As far as I know, serving up a blowjob without dentures installed is the ONLY real benefit they have.


----------



## Carpe (May 12, 2012)

TheMonogamista said:


> In time, it will feel natural.
> My husband mentioned a while ago that he can't wait til I lose my teeth because he just thinks it will be incredible. At the time, I felt kind of weird about it, but reading all these posts totally makes me feel differently---yeah, it'll be something to look forward to!
> Also, you can feel good that you're doing something for him that nobody else has done for him. That's pretty special! And, I bet, if his friends know, they'd be pretty darn jealous of the ecstatic levels of pleasure he is experiencing with you post-teeth.
> Best of luck!


Yeah, since I first saw this thread the other day, I've also been feeling like I'm looking forward to my wife losing her teeth.


----------



## greeneyedky (Aug 21, 2010)

Lol, we practiced all weekend and with the lights on.
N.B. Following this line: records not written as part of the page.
use serde_json::{Map as JsonMap, Value as JsonValue};
use thiserror::Error;

/// Byte range into the original document text.
#[derive(Debug, Clone, Copy, PartialEq, Eq)]
pub struct Span {
    pub start: usize,
    pub end: usize,
}

/// A single localized replacement against the original text. Edits produced
/// by one operation never overlap and are applied back-to-front.
#[derive(Debug, Clone, PartialEq, Eq)]
pub struct TextEdit {
    pub span: Span,
    pub replacement: String,
}

#[derive(Debug, Error)]
pub enum DocumentError {
    #[error("parse error at line {line}, column {column}: {message}")]
    Parse {
        line: usize,
        column: usize,
        message: String,
    },

    #[error("cannot edit '{path}': {message}")]
    Edit { path: String, message: String },
}

#[derive(Debug, Clone)]
pub enum NodeValue {
    Null,
    Bool(bool),
    /// Raw source text of the number, kept verbatim.
    Number(String),
    String(String),
    Array(Vec<Node>),
    Object(Vec<Member>),
}

#[derive(Debug, Clone)]
pub struct Node {
    pub value: NodeValue,
    pub span: Span,
}

#[derive(Debug, Clone)]
pub struct Member {
    pub key: String,
    pub key_span: Span,
    pub value: Node,
}

/// One tool config held in memory: the original raw text plus a span tree
/// over it. Mutations are expressed as [`TextEdit`]s against the raw text so
/// comments and formatting outside the edited key survive byte-for-byte.
#[derive(Debug, Clone)]
pub struct ConfigDocument {
    text: String,
    root: Node,
    indent_unit: String,
}

impl ConfigDocument {
    /// Parses JSON extended with `//` and `/* */` comments and trailing
    /// commas. The file is never rewritten from this tree; the tree only
    /// locates spans for edits.
    pub fn parse(text: &str) -> Result<Self, DocumentError> {
        let mut parser = Parser { text, pos: 0 };
        let root = parser.parse_document()?;
        Ok(Self {
            text: text.to_string(),
            root,
            indent_unit: detect_indent(text),
        })
    }

    pub fn text(&self) -> &str {
        &self.text
    }

    pub fn root(&self) -> &Node {
        &self.root
    }

    pub fn indent_unit(&self) -> &str {
        &self.indent_unit
    }

    pub fn get_path(&self, path: &[&str]) -> Option<&Node> {
        let mut node = &self.root;
        for key in path {
            let NodeValue::Object(members) = &node.value else {
                return None;
            };
            node = &members.iter().find(|member| member.key == *key)?.value;
        }
        Some(node)
    }

    /// Produces the minimal edits that make `path` hold `value`. Returns an
    /// empty list when the document already holds an equal value, so a
    /// repeated apply leaves the file byte-identical.
    pub fn set_path(
        &self,
        path: &[&str],
        value: &JsonValue,
    ) -> Result<Vec<TextEdit>, DocumentError> {
        if path.is_empty() {
            return Err(DocumentError::Edit {
                path: String::new(),
                message: String::from("empty key path"),
            });
        }

        let mut current = &self.root;
        for (index, key) in path.iter().enumerate() {
            let NodeValue::Object(members) = &current.value else {
                return Err(DocumentError::Edit {
                    path: path[..index].join("."),
                    message: String::from("existing value is not an object"),
                });
            };

            match members.iter().find(|member| member.key == *key) {
                Some(member) if index + 1 == path.len() => {
                    if node_to_value(&member.value) == *value {
                        return Ok(Vec::new());
                    }
                    let base = self.line_indent(member.key_span.start).to_string();
                    return Ok(vec![TextEdit {
                        span: member.value.span,
                        replacement: render_value(value, &base, &self.indent_unit),
                    }]);
                }
                Some(member) => {
                    current = &member.value;
                }
                None => {
                    let mut wrapped = value.clone();
                    for tail_key in path[index + 1..].iter().rev() {
                        let mut object = JsonMap::new();
                        object.insert((*tail_key).to_string(), wrapped);
                        wrapped = JsonValue::Object(object);
                    }
                    return self.insert_member(current, key, &wrapped);
                }
            }
        }

        // Every arm of the final iteration returns.
        Err(DocumentError::Edit {
            path: path.join("."),
            message: String::from("empty key path"),
        })
    }

    /// Edits that delete the member at `path`, its separating comma and the
    /// line whitespace it occupied.
    pub fn remove_path(&self, path: &[&str]) -> Result<Vec<TextEdit>, DocumentError> {
        let Some((last, parent_path)) = path.split_last() else {
            return Err(DocumentError::Edit {
                path: String::new(),
                message: String::from("empty key path"),
            });
        };

        let Some(parent) = self.get_path(parent_path) else {
            return Err(DocumentError::Edit {
                path: parent_path.join("."),
                message: String::from("no such key"),
            });
        };
        let NodeValue::Object(members) = &parent.value else {
            return Err(DocumentError::Edit {
                path: parent_path.join("."),
                message: String::from("existing value is not an object"),
            });
        };
        let Some(position) = members.iter().position(|member| member.key == *last) else {
            return Err(DocumentError::Edit {
                path: path.join("."),
                message: String::from("no such key"),
            });
        };

        let member = &members[position];
        let span = self.removal_span(
            member.key_span.start,
            member.value.span.end,
            position == 0,
            position + 1 == members.len(),
        );
        Ok(vec![TextEdit {
            span,
            replacement: String::new(),
        }])
    }

    /// Appends items to the array at `path`; the array must already exist.
    pub fn append_array_items(
        &self,
        path: &[&str],
        items: &[JsonValue],
    ) -> Result<Vec<TextEdit>, DocumentError> {
        if items.is_empty() {
            return Ok(Vec::new());
        }
        let Some(node) = self.get_path(path) else {
            return Err(DocumentError::Edit {
                path: path.join("."),
                message: String::from("no such key"),
            });
        };
        let NodeValue::Array(elements) = &node.value else {
            return Err(DocumentError::Edit {
                path: path.join("."),
                message: String::from("existing value is not an array"),
            });
        };

        if let Some(last) = elements.last() {
            let insert_at = last.span.end;
            let replacement = if self.span_is_single_line(node.span) {
                items
                    .iter()
                    .map(|item| format!(", {}", render_compact(item)))
                    .collect::<String>()
            } else {
                let base = self.line_indent(last.span.start).to_string();
                items
                    .iter()
                    .map(|item| {
                        format!(",\n{base}{}", render_value(item, &base, &self.indent_unit))
                    })
                    .collect::<String>()
            };
            return Ok(vec![TextEdit {
                span: Span {
                    start: insert_at,
                    end: insert_at,
                },
                replacement,
            }]);
        }

        // Empty array: rebuild the interior between the brackets.
        let base = self.line_indent(node.span.start).to_string();
        let item_indent = format!("{base}{}", self.indent_unit);
        let rendered = items
            .iter()
            .map(|item| {
                format!(
                    "{item_indent}{}",
                    render_value(item, &item_indent, &self.indent_unit)
                )
            })
            .collect::<Vec<_>>()
            .join(",\n");
        Ok(vec![TextEdit {
            span: Span {
                start: node.span.start + 1,
                end: node.span.end - 1,
            },
            replacement: format!("\n{rendered}\n{base}"),
        }])
    }

    /// Removes every array element at `path` for which `remove` returns true.
    pub fn remove_array_items<F>(
        &self,
        path: &[&str],
        mut remove: F,
    ) -> Result<Vec<TextEdit>, DocumentError>
    where
        F: FnMut(&JsonValue) -> bool,
    {
        let Some(node) = self.get_path(path) else {
            return Ok(Vec::new());
        };
        let NodeValue::Array(elements) = &node.value else {
            return Err(DocumentError::Edit {
                path: path.join("."),
                message: String::from("existing value is not an array"),
            });
        };

        let doomed: Vec<usize> = elements
            .iter()
            .enumerate()
            .filter(|(_, element)| remove(&node_to_value(element)))
            .map(|(index, _)| index)
            .collect();

        let mut edits = Vec::new();
        for &index in &doomed {
            let element = &elements[index];
            let is_last = index + 1 == elements.len();
            // When the previous element is also being removed, its edit
            // already consumed the comma between the two.
            let previous_removed = index > 0 && doomed.contains(&(index - 1));
            let span = self.removal_span(
                element.span.start,
                element.span.end,
                index == 0 || previous_removed,
                is_last,
            );
            edits.push(TextEdit {
                span,
                replacement: String::new(),
            });
        }
        Ok(edits)
    }

    /// True when the document carries no entries at all: the root object has
    /// no members, or only members whose values are empty objects/arrays.
    pub fn is_semantically_empty(&self) -> bool {
        let NodeValue::Object(members) = &self.root.value else {
            return false;
        };
        members.iter().all(|member| match &member.value.value {
            NodeValue::Object(inner) => inner.is_empty(),
            NodeValue::Array(inner) => inner.is_empty(),
            _ => false,
        })
    }

    /// Splices edits into `text` back-to-front.
    pub fn apply_edits(text: &str, edits: &[TextEdit]) -> String {
        let mut sorted: Vec<&TextEdit> = edits.iter().collect();
        sorted.sort_by(|lhs, rhs| rhs.span.start.cmp(&lhs.span.start));
        let mut result = text.to_string();
        for edit in sorted {
            result.replace_range(edit.span.start..edit.span.end, &edit.replacement);
        }
        result
    }

    /// Renders a brand-new document for a file that does not exist yet.
    pub fn render_new(value: &JsonValue) -> String {
        let mut rendered = render_value(value, "", "  ");
        rendered.push('\n');
        rendered
    }

    fn insert_member(
        &self,
        object: &Node,
        key: &str,
        value: &JsonValue,
    ) -> Result<Vec<TextEdit>, DocumentError> {
        let NodeValue::Object(members) = &object.value else {
            return Err(DocumentError::Edit {
                path: key.to_string(),
                message: String::from("existing value is not an object"),
            });
        };
        let key_json = JsonValue::String(key.to_string()).to_string();

        if let Some(last) = members.last() {
            let insert_at = last.value.span.end;
            let replacement = if self.span_is_single_line(object.span) {
                format!(", {key_json}: {}", render_compact(value))
            } else {
                let base = self.line_indent(last.key_span.start).to_string();
                format!(
                    ",\n{base}{key_json}: {}",
                    render_value(value, &base, &self.indent_unit)
                )
            };
            return Ok(vec![TextEdit {
                span: Span {
                    start: insert_at,
                    end: insert_at,
                },
                replacement,
            }]);
        }

        let base = self.line_indent(object.span.start).to_string();
        let member_indent = format!("{base}{}", self.indent_unit);
        let rendered = format!(
            "{member_indent}{key_json}: {}",
            render_value(value, &member_indent, &self.indent_unit)
        );
        let interior = Span {
            start: object.span.start + 1,
            end: object.span.end - 1,
        };
        if self.text[interior.start..interior.end]
            .chars()
            .all(char::is_whitespace)
        {
            Ok(vec![TextEdit {
                span: interior,
                replacement: format!("\n{rendered}\n{base}"),
            }])
        } else {
            // Comments live between the braces; insert ahead of them.
            Ok(vec![TextEdit {
                span: Span {
                    start: interior.start,
                    end: interior.start,
                },
                replacement: format!("\n{rendered}"),
            }])
        }
    }

    fn removal_span(&self, start: usize, end: usize, is_first: bool, is_last: bool) -> Span {
        let bytes = self.text.as_bytes();

        // Take the whole line when only whitespace precedes the member.
        let line_start = self.text[..start]
            .rfind('\n')
            .map(|pos| pos + 1)
            .unwrap_or(0);
        let whole_line = self.text[line_start..start]
            .chars()
            .all(|c| c == ' ' || c == '\t');
        let mut span_start = if whole_line { line_start } else { start };
        let mut span_end = end;

        // Consume the trailing comma, or for a comma-less last member the
        // comma that preceded it.
        let trailing_comma = scan_forward_for_comma(&self.text, end);
        if let Some(comma) = trailing_comma {
            span_end = comma + 1;
            if whole_line {
                let mut cursor = span_end;
                while cursor < bytes.len() && (bytes[cursor] == b' ' || bytes[cursor] == b'\t') {
                    cursor += 1;
                }
                if cursor < bytes.len() && bytes[cursor] == b'\n' {
                    span_end = cursor + 1;
                    span_start = span_start.min(line_start);
                }
            }
        } else if is_last && !is_first {
            if let Some(comma) = scan_backward_for_comma(&self.text, span_start) {
                span_start = comma;
            }
        }

        Span {
            start: span_start,
            end: span_end,
        }
    }

    fn line_indent(&self, offset: usize) -> &str {
        let line_start = self.text[..offset]
            .rfind('\n')
            .map(|pos| pos + 1)
            .unwrap_or(0);
        let line = &self.text[line_start..offset];
        let indent_len = line
            .char_indices()
            .find(|(_, c)| *c != ' ' && *c != '\t')
            .map(|(index, _)| index)
            .unwrap_or(line.len());
        &line[..indent_len]
    }

    fn span_is_single_line(&self, span: Span) -> bool {
        !self.text[span.start..span.end].contains('\n')
    }
}
impl RegisterEngine {
    pub fn current() -> Self {
        Self::new(
            RegisterEngineEnvironment::current(),
            RegisterAuditStore::default(),
        )
    }

    pub fn new(environment: RegisterEngineEnvironment, audit: RegisterAuditStore) -> Self {
        Self {
            environment,
            registry: AdapterRegistry::with_known_tools(),
            audit,
        }
    }

    pub fn environment(&self) -> &RegisterEngineEnvironment {
        &self.environment
    }

    pub fn detect(&self, entry_name: Option<&str>) -> Vec<DetectedTool> {
        ToolDetector::new(&self.environment).detect(entry_name)
    }

    pub fn status(&self, entry_name: &str) -> StatusReport {
        let mut tools = Vec::new();
        for tool in self.detect(Some(entry_name)) {
            let status = match self.read_entry(&tool, entry_name) {
                Ok(summary) => ToolStatus {
                    tool_id: tool.id.clone(),
                    config_path: tool.config_path.clone(),
                    config_exists: tool.config_exists,
                    entry_exists: tool.entry_exists,
                    detection_confidence: tool.detection_confidence,
                    entry_summary: summary,
                    error: None,
                },
                Err(error) => ToolStatus {
                    tool_id: tool.id.clone(),
                    config_path: tool.config_path.clone(),
                    config_exists: tool.config_exists,
                    entry_exists: false,
                    detection_confidence: tool.detection_confidence,
                    entry_summary: None,
                    error: Some(format!("{}: {error}", error.code())),
                },
            };
            tools.push(status);
        }
        StatusReport {
            generated_at: iso8601_now(),
            entry_name: entry_name.to_string(),
            tools,
        }
    }

    pub fn apply(
        &self,
        manifest: &RegisterManifest,
        options: &ApplyOptions,
    ) -> Result<RegisterResult, RegisterEngineError> {
        // Manifest and policy problems abort before any file is touched.
        manifest.validate()?;

        let mut result = RegisterResult::empty();
        result.generated_at = iso8601_now();

        let detected = self.detect(Some(&manifest.name));
        let targets = self.select_targets(
            detected,
            options.tools.as_deref(),
            Some(manifest),
            &mut result,
        );

        for tool in &targets {
            match self.apply_one(tool, manifest, options, &mut result.warnings) {
                Ok(write_result) => result.configured.push(write_result),
                Err(error) => {
                    warn!(tool_id = tool.id.as_str(), error = %error, "apply skipped tool");
                    result.skipped.push(skipped_from(&tool.id, &error));
                }
            }
        }

        if !options.dry_run {
            self.record_audit("apply", &result);
        }
        Ok(result)
    }

    pub fn remove(
        &self,
        entry_name: &str,
        options: &RemoveOptions,
    ) -> Result<RegisterResult, RegisterEngineError> {
        let mut result = RegisterResult::empty();
        result.generated_at = iso8601_now();

        let detected = self.detect(Some(entry_name));
        let targets =
            self.select_targets(detected, options.tools.as_deref(), None, &mut result);

        for tool in &targets {
            match self.remove_one(tool, entry_name, options) {
                Ok(write_result) => result.configured.push(write_result),
                Err(error) => {
                    warn!(tool_id = tool.id.as_str(), error = %error, "remove skipped tool");
                    result.skipped.push(skipped_from(&tool.id, &error));
                }
            }
        }

        if !options.dry_run {
            self.record_audit("remove", &result);
        }
        Ok(result)
    }

    pub fn audit_events(&self, limit: Option<usize>) -> Vec<AuditEvent> {
        self.audit.list_events(limit, None)
    }

    fn apply_one(
        &self,
        tool: &DetectedTool,
        manifest: &RegisterManifest,
        options: &ApplyOptions,
        warnings: &mut Vec<String>,
    ) -> Result<WriteResult, RegisterEngineError> {
        let adapter = self
            .registry
            .get(&tool.id)
            .ok_or_else(|| RegisterEngineError::UnknownTool(tool.id.clone()))?;

        // Confidence gates mutation, not just reporting.
        if tool.detection_confidence == DetectionConfidence::Low && !options.force {
            return Err(RegisterEngineError::LowConfidence(tool.id.clone()));
        }

        let scope = options.scope.unwrap_or(tool.scope);
        if !adapter.supported_scopes().contains(&scope) {
            return Err(RegisterEngineError::ScopeUnsupported {
                tool_id: tool.id.clone(),
                scope,
            });
        }
        let config_path = config_path_for(&self.environment, &tool.id, scope).ok_or_else(|| {
            RegisterEngineError::ScopeUnsupported {
                tool_id: tool.id.clone(),
                scope,
            }
        })?;

        let transport = resolve_transport(adapter, manifest, options.transport)?;
        let env = resolve_env(manifest, &options.env_overrides, warnings);

        debug!(tool_id = tool.id.as_str(), state = "READ", "apply step");
        let document = adapter.read(&config_path)?;
        debug!(tool_id = tool.id.as_str(), state = "MERGED", "apply step");
        let outcome = adapter.merge(document.as_ref(), manifest, &MergeOptions { transport, env })?;
        let original_text = document
            .as_ref()
            .map(|doc| doc.text().to_string())
            .unwrap_or_default();

        if !outcome.changed {
            return Ok(WriteResult {
                action: WriteAction::Skipped,
                tool_id: tool.id.clone(),
                config_path,
                warning: Some(String::from("entry already up to date")),
                diff: None,
            });
        }

        let action = if outcome.created_entry {
            WriteAction::Created
        } else {
            WriteAction::Updated
        };

        if options.dry_run {
            return Ok(WriteResult {
                action,
                tool_id: tool.id.clone(),
                config_path: config_path.clone(),
                warning: None,
                diff: Some(render_unified(
                    &original_text,
                    &outcome.new_text,
                    &config_path,
                )),
            });
        }

        debug!(tool_id = tool.id.as_str(), state = "WRITTEN", "apply step");
        adapter.write(&config_path, &outcome.new_text)?;
        debug!(tool_id = tool.id.as_str(), state = "DONE", "apply step");
        Ok(WriteResult {
            action,
            tool_id: tool.id.clone(),
            config_path,
            warning: None,
            diff: None,
        })
    }

    fn remove_one(
        &self,
        tool: &DetectedTool,
        entry_name: &str,
        options: &RemoveOptions,
    ) -> Result<WriteResult, RegisterEngineError> {
        let adapter = self
            .registry
            .get(&tool.id)
            .ok_or_else(|| RegisterEngineError::UnknownTool(tool.id.clone()))?;

        if tool.detection_confidence == DetectionConfidence::Low && !options.force {
            return Err(RegisterEngineError::LowConfidence(tool.id.clone()));
        }

        let config_path = tool.config_path.clone();
        let Some(document) = adapter.read(&config_path)? else {
            return Err(RegisterEngineError::EntryNotFound {
                tool_id: tool.id.clone(),
                entry: entry_name.to_string(),
            });
        };
        let Some(outcome) = adapter.remove(&document, entry_name)? else {
            return Err(RegisterEngineError::EntryNotFound {
                tool_id: tool.id.clone(),
                entry: entry_name.to_string(),
            });
        };

        if options.dry_run {
            return Ok(WriteResult {
                action: WriteAction::Removed,
                tool_id: tool.id.clone(),
                config_path: config_path.clone(),
                warning: None,
                diff: Some(render_unified(
                    document.text(),
                    &outcome.new_text,
                    &config_path,
                )),
            });
        }

        if outcome.document_empty {
            // Nothing left but the engine's own scaffolding; drop the file.
            debug!(tool_id = tool.id.as_str(), path = %config_path.display(), "removing empty config");
            WriteGuard::delete(&config_path)?;
        } else {
            adapter.write(&config_path, &outcome.new_text)?;
        }
        Ok(WriteResult {
            action: WriteAction::Removed,
            tool_id: tool.id.clone(),
            config_path,
            warning: None,
            diff: None,
        })
    }

    fn read_entry(
        &self,
        tool: &DetectedTool,
        entry_name: &str,
    ) -> Result<Option<String>, RegisterEngineError> {
        let Some(adapter) = self.registry.get(&tool.id) else {
            return Ok(None);
        };
        let Some(document) = adapter.read(&tool.config_path)? else {
            return Ok(None);
        };
        Ok(document
            .get_path(&[adapter.root_key(), entry_name])
            .map(node_to_value)
            .as_ref()
            .and_then(entry_summary))
    }

    /// Restricts the detected set to the requested tools (or the manifest's
    /// own filter), recording every unknown or undetected request.
    fn select_targets(
        &self,
        detected: Vec<DetectedTool>,
        requested: Option<&[String]>,
        manifest: Option<&RegisterManifest>,
        result: &mut RegisterResult,
    ) -> Vec<DetectedTool> {
        let Some(requested) = requested else {
            return detected
                .into_iter()
                .filter(|tool| {
                    manifest
                        .map(|manifest| manifest.targets_tool(&tool.id))
                        .unwrap_or(true)
                })
                .collect();
        };

        let mut targets = Vec::new();
        for tool_id in requested {
            if let Some(tool) = detected.iter().find(|tool| &tool.id == tool_id) {
                targets.push(tool.clone());
            } else if self.registry.get(tool_id).is_some() {
                result.skipped.push(SkippedTarget {
                    tool_id: tool_id.clone(),
                    code: String::from("TOOL_UNKNOWN"),
                    reason: String::from("tool is known but was not detected on this machine"),
                    suggestion: Some(String::from(
                        "Install the tool or run 'mcpregister detect' to check",
                    )),
                });
            } else {
                let error = RegisterEngineError::UnknownTool(tool_id.clone());
                result.skipped.push(skipped_from(tool_id, &error));
            }
        }
        targets
    }

    fn record_audit(&self, action: &str, result: &RegisterResult) {
        let status = if result.skipped.is_empty() {
            AuditEventStatus::Success
        } else if result.configured.is_empty() {
            AuditEventStatus::Failed
        } else {
            AuditEventStatus::Partial
        };
        let event = AuditEvent {
            id: Uuid::new_v4().to_string(),
            occurred_at: iso8601_now(),
            action: action.to_string(),
            status,
            summary: format!(
                "{} configured, {} skipped",
                result.configured.len(),
                result.skipped.len()
            ),
            paths: result
                .configured
                .iter()
                .map(|item| item.config_path.display().to_string())
                .collect(),
        };
        if let Err(error) = self.audit.append_event(event, DEFAULT_AUDIT_LOG_LIMIT) {
            warn!(error = %error, "failed to append audit event");
        }
    }
}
He said it was even better that way. I just pushed past what he "could"be thinking and just got down on it so to say. He said also he felt better because now I didn't hurt to give him one and I wasn't scared to hurt him. It was just down right great. Thank goodness for dreary, rainy weekends. ;-)
_Posted via Mobile Device_


----------



## lawlessolpharte (Oct 13, 2012)

I, the guy, am the one with dentures in this marriage. I have gone down on my wife with and without them and she much prefers to be nibbled than gummed:rofl: For some reason I have perfect feeling for how hard I nibble so biting too hard isnt a problem. One thing she wont do now is the tongue play while kissing:scratchhead: but life goes on you know


----------



## bandit.45 (Feb 8, 2012)

Just be careful. If you use an adhesive that's too strong and there is residue on your gums could his crank get glued on? I mean, would you have to go to the emergency room?

That would be akward.
_Posted via Mobile Device_


----------



## I Notice The Details (Sep 15, 2012)

bandit.45 said:


> Just be careful. If you use an adhesive that's too strong and there is residue on your gums could his crank get glued on? I mean, would you have to go to the emergency room?
> 
> That would be akward.
> _Posted via Mobile Device_



.....laughing.....Bandit, that is quite a nice mental picture you have painted above....so hilarious actually that I can't stop laughing.....and my wife is wondering what the hell is so funny...


----------



## bandit.45 (Feb 8, 2012)

Well its a practical question if you think about it.
_Posted via Mobile Device_


----------



## Why Not Be Happy? (Apr 16, 2010)

Bandit is always thinking...


----------



## WorkingOnMe (Mar 17, 2012)

Why the hell would you go to the emergency room? What is there to fix? Lol


----------



## bandit.45 (Feb 8, 2012)

WorkingOnMe said:


> Why the hell would you go to the emergency room? What is there to fix? Lol


It would strike my employers odd if I showed up for work with my woman latched onto my johnson like a sucker fish. 

Just saying.
_Posted via Mobile Device_


----------



## greeneyedky (Aug 21, 2010)

bandit.45 said:


> It would strike my employers odd if I showed up for work with my woman latched onto my johnson like a sucker fish.
> 
> Just saying.
> _Posted via Mobile Device_


Just means you caught you a keeper. Haha. 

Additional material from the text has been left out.